Your response should consist solely of the lines from the one containing "pub fn validate(&self)" through the end of the data, copied exactly.

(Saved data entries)
Start of Block

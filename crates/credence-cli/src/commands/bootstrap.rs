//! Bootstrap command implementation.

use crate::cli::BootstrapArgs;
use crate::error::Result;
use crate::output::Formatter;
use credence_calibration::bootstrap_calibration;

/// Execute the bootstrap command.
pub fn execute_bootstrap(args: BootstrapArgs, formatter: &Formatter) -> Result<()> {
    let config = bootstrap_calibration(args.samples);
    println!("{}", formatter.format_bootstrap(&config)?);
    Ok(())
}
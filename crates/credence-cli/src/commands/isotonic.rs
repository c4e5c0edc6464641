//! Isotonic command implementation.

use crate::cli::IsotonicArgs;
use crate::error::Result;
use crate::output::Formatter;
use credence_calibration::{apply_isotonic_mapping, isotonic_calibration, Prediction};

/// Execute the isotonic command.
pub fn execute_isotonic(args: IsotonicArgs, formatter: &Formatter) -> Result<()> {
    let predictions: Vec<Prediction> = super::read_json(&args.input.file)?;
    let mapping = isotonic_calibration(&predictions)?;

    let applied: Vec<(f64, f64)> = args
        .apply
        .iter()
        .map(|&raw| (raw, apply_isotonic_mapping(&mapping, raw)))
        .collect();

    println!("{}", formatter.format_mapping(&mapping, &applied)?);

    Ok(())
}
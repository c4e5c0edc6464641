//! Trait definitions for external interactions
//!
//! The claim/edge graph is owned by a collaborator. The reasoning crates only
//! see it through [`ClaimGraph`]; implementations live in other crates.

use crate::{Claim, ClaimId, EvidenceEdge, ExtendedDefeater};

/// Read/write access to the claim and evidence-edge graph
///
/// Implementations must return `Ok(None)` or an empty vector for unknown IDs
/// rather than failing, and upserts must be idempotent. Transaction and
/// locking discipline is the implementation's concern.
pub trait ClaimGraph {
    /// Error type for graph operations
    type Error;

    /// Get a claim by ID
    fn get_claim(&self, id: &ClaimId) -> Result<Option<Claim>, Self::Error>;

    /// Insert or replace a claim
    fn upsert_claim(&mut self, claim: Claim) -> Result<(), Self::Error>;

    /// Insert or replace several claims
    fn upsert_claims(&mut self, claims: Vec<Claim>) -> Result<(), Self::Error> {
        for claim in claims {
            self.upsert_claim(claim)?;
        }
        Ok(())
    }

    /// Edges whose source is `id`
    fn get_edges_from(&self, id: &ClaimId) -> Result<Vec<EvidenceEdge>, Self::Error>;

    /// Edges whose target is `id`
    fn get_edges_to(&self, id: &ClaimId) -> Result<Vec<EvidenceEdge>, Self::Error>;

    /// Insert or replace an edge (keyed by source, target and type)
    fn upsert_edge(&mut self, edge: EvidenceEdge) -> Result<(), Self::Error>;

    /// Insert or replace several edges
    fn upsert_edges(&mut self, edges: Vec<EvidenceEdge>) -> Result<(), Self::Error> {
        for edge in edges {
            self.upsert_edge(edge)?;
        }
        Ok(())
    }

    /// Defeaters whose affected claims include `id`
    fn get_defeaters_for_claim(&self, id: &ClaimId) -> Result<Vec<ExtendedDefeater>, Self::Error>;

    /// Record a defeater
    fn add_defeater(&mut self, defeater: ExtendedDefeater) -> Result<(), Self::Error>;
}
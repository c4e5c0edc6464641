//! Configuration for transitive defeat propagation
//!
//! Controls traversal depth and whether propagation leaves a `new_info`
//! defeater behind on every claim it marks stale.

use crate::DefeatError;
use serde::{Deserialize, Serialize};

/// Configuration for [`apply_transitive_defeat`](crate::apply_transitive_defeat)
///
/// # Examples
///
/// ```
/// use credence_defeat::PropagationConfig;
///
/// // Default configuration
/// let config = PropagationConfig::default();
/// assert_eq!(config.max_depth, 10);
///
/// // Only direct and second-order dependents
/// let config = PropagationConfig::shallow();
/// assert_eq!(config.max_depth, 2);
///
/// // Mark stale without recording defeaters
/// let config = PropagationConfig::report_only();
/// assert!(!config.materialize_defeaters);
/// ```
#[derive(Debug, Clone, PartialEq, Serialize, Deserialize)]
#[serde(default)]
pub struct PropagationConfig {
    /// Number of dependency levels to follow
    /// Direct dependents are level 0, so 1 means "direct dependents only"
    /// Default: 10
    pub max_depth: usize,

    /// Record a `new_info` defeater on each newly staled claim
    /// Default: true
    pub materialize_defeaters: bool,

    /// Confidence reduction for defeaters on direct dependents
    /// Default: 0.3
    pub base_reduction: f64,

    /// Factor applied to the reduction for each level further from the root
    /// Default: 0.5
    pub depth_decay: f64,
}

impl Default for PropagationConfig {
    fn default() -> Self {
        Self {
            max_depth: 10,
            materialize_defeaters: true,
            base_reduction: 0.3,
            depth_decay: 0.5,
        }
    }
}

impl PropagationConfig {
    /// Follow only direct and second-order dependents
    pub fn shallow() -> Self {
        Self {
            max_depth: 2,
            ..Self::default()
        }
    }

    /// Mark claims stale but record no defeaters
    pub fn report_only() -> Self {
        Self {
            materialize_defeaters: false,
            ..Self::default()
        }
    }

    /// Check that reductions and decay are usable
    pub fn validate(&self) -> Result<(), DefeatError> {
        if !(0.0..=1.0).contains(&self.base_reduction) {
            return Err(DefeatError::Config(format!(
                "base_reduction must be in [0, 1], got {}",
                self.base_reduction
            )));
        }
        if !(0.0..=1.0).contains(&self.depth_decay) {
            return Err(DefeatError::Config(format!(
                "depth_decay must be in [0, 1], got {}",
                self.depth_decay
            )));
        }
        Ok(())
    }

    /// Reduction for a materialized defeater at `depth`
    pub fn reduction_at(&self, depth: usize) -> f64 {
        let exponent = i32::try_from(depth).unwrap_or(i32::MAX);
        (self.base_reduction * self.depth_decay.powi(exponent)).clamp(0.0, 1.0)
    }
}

End of Block

**ANSWER FOR THIS EXERCISE:**
    pub fn validate(&self) -> Result<(), DefeatError> {
        if !(0.0..=1.0).contains(&self.base_reduction) {
            return Err(DefeatError::Config(format!(
                "base_reduction must be in [0, 1], got {}",
                self.base_reduction
            )));
        }
        if !(0.0..=1.0).contains(&self.depth_decay) {
            return Err(DefeatError::Config(format!(
                "depth_decay must be in [0, 1], got {}",
                self.depth_decay
            )));
        }
        Ok(())
    }

    /// Reduction for a materialized defeater at `depth`
    pub fn reduction_at(&self, depth: usize) -> f64 {
        let exponent = i32::try_from(depth).unwrap_or(i32::MAX);
        (self.base_reduction * self.depth_decay.powi(exponent)).clamp(0.0, 1.0)
    }
}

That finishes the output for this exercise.